### Extracted information:
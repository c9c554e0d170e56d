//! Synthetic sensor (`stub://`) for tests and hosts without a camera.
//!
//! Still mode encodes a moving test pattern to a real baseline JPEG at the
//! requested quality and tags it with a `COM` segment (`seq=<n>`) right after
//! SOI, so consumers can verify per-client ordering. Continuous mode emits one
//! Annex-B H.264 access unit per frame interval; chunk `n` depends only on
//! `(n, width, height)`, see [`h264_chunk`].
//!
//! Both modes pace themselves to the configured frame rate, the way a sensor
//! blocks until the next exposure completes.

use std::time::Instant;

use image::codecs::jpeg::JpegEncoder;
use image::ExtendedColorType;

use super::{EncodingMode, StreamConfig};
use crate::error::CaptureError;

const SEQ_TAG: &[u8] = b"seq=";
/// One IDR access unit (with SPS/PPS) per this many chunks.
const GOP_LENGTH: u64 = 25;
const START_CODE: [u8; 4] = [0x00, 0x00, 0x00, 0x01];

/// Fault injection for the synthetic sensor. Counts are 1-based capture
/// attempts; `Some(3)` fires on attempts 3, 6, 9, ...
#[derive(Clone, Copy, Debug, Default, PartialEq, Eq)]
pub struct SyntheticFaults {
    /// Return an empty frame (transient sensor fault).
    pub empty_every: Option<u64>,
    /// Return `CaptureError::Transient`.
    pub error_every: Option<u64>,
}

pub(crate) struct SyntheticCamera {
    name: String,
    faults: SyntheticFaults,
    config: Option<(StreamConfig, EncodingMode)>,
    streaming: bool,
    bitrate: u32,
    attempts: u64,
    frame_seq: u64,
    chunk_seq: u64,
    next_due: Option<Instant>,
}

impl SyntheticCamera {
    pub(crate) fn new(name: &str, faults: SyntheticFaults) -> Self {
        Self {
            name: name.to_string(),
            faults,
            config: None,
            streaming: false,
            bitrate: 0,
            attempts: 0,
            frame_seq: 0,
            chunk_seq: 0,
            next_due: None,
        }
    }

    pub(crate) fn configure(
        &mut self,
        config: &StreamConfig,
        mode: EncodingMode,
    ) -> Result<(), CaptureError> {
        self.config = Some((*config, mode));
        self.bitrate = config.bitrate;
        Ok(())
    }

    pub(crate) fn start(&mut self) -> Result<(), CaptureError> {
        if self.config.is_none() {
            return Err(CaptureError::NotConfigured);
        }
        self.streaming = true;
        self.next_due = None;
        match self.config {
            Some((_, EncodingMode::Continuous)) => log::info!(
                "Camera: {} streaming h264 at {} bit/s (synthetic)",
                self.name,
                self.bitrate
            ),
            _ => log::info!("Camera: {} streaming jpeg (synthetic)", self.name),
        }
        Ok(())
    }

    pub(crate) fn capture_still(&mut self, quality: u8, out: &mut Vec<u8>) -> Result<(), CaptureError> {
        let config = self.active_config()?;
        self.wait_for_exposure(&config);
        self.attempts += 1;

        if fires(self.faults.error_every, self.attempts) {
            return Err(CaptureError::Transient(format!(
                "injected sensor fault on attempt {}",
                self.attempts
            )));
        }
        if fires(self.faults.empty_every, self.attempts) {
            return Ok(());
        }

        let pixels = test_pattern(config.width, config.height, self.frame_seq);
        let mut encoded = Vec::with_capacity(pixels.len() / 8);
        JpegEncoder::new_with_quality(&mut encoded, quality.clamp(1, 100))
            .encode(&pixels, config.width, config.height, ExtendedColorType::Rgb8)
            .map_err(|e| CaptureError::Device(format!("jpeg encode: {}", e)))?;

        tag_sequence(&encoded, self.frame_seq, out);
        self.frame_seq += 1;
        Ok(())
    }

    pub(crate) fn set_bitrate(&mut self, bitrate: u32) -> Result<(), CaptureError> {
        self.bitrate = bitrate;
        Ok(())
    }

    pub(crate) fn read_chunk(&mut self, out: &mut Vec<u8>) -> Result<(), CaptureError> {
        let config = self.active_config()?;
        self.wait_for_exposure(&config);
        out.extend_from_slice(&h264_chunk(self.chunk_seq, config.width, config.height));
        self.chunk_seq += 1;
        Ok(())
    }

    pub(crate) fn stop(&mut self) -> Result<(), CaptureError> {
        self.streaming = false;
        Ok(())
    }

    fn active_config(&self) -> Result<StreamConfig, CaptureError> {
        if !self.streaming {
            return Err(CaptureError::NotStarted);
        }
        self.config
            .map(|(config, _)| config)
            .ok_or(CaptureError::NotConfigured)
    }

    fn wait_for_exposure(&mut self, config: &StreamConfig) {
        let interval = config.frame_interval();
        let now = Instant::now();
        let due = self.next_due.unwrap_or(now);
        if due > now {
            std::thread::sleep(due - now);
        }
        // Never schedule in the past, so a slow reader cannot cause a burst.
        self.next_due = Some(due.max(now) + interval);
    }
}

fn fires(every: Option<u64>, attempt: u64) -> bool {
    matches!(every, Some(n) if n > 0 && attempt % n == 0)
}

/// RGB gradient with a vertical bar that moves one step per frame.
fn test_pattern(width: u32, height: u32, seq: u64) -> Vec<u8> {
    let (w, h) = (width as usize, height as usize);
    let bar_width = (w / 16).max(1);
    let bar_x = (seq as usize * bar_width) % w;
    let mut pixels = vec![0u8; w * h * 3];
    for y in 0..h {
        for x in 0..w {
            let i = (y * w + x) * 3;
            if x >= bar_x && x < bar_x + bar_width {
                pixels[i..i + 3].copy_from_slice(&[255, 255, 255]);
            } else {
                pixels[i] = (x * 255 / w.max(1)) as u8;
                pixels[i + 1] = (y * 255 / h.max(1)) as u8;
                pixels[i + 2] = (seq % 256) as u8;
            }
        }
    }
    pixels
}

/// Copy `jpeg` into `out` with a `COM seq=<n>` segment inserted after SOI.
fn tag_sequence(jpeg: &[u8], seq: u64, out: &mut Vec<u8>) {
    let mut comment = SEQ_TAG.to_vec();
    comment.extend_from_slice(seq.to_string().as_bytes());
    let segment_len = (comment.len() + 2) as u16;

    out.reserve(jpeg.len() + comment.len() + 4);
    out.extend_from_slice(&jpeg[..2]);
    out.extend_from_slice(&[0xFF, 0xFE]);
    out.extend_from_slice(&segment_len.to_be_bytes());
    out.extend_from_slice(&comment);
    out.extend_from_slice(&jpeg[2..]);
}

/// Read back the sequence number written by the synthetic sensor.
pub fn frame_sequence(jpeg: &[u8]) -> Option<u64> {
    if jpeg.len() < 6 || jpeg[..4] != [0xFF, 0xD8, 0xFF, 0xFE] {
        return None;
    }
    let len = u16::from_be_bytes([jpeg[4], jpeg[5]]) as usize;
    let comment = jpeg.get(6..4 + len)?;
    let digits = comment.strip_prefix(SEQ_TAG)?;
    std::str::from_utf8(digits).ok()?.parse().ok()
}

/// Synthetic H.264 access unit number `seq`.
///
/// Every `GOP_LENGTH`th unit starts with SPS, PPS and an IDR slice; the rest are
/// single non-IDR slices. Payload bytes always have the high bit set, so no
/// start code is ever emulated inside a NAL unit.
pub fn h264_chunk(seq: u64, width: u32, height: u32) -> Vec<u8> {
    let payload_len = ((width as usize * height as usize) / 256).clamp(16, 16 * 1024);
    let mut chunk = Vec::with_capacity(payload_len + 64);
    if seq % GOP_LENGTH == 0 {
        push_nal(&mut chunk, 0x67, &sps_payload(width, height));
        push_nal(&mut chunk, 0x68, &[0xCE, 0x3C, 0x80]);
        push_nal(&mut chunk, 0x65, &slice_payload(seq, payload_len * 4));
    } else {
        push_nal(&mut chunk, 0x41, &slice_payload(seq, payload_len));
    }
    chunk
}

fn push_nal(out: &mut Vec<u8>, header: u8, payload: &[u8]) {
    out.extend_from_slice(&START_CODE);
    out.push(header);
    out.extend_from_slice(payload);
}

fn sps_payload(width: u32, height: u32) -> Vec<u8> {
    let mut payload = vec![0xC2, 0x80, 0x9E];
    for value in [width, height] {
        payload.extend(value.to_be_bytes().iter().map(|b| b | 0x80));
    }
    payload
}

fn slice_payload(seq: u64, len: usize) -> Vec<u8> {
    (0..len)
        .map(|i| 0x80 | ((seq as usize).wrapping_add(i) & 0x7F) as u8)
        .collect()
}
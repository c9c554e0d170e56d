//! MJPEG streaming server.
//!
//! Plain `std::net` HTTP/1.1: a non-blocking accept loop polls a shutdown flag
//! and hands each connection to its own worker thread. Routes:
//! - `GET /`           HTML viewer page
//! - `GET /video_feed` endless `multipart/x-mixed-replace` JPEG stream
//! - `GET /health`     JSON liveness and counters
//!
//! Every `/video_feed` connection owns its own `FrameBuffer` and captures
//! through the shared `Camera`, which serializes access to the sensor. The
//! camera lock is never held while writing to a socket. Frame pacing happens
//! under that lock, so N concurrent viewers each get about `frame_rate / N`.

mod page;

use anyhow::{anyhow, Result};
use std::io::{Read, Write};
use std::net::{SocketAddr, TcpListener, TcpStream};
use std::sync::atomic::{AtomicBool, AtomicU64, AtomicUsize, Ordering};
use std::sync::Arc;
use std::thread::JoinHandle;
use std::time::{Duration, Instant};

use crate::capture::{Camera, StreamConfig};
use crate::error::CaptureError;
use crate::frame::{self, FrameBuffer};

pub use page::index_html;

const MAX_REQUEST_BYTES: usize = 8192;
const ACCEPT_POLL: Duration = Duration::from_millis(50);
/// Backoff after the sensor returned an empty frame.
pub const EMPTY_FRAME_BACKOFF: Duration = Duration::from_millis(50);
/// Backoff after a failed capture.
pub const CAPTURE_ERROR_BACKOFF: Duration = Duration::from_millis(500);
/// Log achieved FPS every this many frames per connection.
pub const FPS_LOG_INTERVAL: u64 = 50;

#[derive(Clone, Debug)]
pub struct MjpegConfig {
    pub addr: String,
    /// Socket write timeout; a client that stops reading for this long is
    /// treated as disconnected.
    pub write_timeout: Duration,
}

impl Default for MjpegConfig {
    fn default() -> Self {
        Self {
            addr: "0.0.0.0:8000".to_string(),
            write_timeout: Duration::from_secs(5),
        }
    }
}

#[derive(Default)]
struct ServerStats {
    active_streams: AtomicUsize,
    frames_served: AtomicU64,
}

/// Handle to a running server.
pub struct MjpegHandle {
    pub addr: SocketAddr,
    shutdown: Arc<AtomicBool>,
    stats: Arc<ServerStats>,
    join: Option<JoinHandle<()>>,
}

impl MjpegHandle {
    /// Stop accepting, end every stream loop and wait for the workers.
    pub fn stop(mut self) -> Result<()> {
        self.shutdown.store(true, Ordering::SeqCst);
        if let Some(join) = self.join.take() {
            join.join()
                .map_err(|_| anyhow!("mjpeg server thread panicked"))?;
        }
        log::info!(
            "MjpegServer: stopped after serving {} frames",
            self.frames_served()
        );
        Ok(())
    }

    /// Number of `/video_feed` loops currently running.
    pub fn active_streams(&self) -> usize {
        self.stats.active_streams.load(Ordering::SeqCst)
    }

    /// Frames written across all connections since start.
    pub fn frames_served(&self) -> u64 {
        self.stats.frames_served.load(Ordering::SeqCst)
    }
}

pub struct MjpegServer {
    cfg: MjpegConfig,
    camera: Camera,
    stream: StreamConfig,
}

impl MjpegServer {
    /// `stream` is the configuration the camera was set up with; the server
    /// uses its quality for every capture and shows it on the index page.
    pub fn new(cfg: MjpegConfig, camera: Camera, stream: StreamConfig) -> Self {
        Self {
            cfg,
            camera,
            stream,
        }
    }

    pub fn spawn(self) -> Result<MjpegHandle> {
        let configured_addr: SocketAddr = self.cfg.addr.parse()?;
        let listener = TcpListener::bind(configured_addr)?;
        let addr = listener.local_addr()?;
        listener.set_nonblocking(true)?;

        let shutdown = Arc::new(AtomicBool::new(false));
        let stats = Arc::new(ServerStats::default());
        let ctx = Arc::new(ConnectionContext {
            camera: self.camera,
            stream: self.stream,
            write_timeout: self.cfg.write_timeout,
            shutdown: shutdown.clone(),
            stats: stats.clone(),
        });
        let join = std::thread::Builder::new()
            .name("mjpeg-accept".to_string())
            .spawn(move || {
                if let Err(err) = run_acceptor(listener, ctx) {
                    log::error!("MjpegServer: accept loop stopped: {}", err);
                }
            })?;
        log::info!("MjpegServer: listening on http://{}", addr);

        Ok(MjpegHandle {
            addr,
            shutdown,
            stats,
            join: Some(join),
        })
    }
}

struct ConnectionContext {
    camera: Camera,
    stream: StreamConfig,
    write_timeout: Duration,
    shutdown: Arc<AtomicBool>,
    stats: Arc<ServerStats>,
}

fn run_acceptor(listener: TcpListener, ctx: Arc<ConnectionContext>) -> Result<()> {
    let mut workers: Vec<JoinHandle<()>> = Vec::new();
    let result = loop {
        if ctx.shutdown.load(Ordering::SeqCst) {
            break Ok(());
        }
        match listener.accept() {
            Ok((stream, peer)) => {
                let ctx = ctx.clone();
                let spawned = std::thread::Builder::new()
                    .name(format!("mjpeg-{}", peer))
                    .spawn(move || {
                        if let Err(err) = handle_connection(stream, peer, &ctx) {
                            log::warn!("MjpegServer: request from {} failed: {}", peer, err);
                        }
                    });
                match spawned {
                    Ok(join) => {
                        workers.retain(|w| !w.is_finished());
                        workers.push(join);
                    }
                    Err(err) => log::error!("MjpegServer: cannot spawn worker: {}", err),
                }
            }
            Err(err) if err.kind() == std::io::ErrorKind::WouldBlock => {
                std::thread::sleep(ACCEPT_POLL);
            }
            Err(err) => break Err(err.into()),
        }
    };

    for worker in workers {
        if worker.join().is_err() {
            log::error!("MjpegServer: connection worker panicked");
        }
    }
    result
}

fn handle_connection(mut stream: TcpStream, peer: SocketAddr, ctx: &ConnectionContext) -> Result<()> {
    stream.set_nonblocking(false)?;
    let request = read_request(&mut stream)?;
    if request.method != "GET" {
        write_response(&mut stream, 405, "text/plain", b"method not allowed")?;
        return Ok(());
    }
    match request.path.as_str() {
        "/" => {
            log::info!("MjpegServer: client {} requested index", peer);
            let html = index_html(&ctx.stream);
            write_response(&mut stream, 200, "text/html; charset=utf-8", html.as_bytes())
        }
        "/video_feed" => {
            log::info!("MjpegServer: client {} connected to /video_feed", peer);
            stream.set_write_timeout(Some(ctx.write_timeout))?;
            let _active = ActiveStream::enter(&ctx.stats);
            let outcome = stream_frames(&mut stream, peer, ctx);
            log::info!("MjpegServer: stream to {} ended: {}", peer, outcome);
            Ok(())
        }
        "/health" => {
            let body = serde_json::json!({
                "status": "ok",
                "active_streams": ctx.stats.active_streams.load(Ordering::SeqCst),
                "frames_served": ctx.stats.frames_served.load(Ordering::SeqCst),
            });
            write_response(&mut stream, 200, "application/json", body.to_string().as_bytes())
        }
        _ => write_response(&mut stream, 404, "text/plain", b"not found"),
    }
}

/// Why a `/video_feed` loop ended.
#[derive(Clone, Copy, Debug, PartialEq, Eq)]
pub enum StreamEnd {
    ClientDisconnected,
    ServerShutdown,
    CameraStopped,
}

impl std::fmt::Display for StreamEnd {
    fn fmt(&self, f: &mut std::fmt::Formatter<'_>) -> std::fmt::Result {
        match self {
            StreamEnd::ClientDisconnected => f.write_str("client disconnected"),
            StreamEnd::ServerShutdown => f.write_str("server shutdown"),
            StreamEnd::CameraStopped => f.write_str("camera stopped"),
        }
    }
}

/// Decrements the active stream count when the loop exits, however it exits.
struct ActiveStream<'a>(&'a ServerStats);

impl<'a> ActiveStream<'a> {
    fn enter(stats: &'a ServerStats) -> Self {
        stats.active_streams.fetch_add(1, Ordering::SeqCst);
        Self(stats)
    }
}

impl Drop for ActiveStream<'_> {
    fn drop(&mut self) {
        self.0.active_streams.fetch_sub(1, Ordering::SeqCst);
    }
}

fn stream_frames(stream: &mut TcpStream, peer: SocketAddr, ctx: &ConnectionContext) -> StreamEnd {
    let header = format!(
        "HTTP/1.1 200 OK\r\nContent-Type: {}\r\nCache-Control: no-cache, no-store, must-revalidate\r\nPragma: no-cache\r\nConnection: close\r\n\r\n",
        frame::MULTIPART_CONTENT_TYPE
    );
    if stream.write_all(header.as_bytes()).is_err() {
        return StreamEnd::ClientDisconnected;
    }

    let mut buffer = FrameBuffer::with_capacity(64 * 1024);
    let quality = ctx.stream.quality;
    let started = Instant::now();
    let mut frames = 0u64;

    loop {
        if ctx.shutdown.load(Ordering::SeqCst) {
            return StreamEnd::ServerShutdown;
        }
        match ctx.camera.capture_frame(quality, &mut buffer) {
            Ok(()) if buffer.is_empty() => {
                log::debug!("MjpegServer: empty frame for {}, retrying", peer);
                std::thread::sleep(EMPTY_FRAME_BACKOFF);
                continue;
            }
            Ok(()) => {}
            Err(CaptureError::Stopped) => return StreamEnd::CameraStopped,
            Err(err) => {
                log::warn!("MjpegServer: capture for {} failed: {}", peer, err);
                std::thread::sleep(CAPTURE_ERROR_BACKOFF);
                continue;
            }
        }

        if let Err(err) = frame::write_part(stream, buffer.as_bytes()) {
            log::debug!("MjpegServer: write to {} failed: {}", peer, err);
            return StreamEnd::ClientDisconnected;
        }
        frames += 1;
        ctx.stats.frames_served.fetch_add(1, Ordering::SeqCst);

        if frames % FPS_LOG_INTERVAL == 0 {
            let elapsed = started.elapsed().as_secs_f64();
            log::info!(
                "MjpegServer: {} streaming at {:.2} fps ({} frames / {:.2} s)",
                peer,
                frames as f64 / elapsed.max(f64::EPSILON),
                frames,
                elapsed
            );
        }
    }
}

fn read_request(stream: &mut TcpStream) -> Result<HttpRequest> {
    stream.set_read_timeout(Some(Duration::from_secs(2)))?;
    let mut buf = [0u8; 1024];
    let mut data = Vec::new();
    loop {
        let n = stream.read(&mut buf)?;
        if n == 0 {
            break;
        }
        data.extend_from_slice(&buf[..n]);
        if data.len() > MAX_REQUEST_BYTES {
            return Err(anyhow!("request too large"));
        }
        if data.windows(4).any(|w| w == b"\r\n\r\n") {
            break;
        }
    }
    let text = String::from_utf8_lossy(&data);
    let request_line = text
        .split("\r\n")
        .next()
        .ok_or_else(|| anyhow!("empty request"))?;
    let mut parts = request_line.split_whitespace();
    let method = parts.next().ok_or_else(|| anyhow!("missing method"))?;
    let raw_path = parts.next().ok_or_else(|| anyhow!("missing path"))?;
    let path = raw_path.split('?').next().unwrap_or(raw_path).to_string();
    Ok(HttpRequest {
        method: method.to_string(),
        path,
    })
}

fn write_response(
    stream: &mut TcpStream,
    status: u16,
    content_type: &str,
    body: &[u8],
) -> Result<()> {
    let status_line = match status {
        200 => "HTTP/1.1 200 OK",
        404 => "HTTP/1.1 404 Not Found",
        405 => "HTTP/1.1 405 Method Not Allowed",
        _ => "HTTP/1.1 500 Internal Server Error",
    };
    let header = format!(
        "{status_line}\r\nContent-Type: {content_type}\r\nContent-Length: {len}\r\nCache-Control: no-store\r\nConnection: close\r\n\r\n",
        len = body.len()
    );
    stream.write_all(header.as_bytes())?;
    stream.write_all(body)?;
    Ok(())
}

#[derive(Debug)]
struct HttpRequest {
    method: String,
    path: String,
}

### Task details:
Copy exactly the stretch of data above from the line with "let now = Instant::now();" through the line with "cause a burst.", and omit all other lines.

### Answer box:
        let now = Instant::now();
        let due = self.next_due.unwrap_or(now);
        if due > now {
            std::thread::sleep(due - now);
        }
        // Never schedule in the past, so a slow reader cannot cause a burst.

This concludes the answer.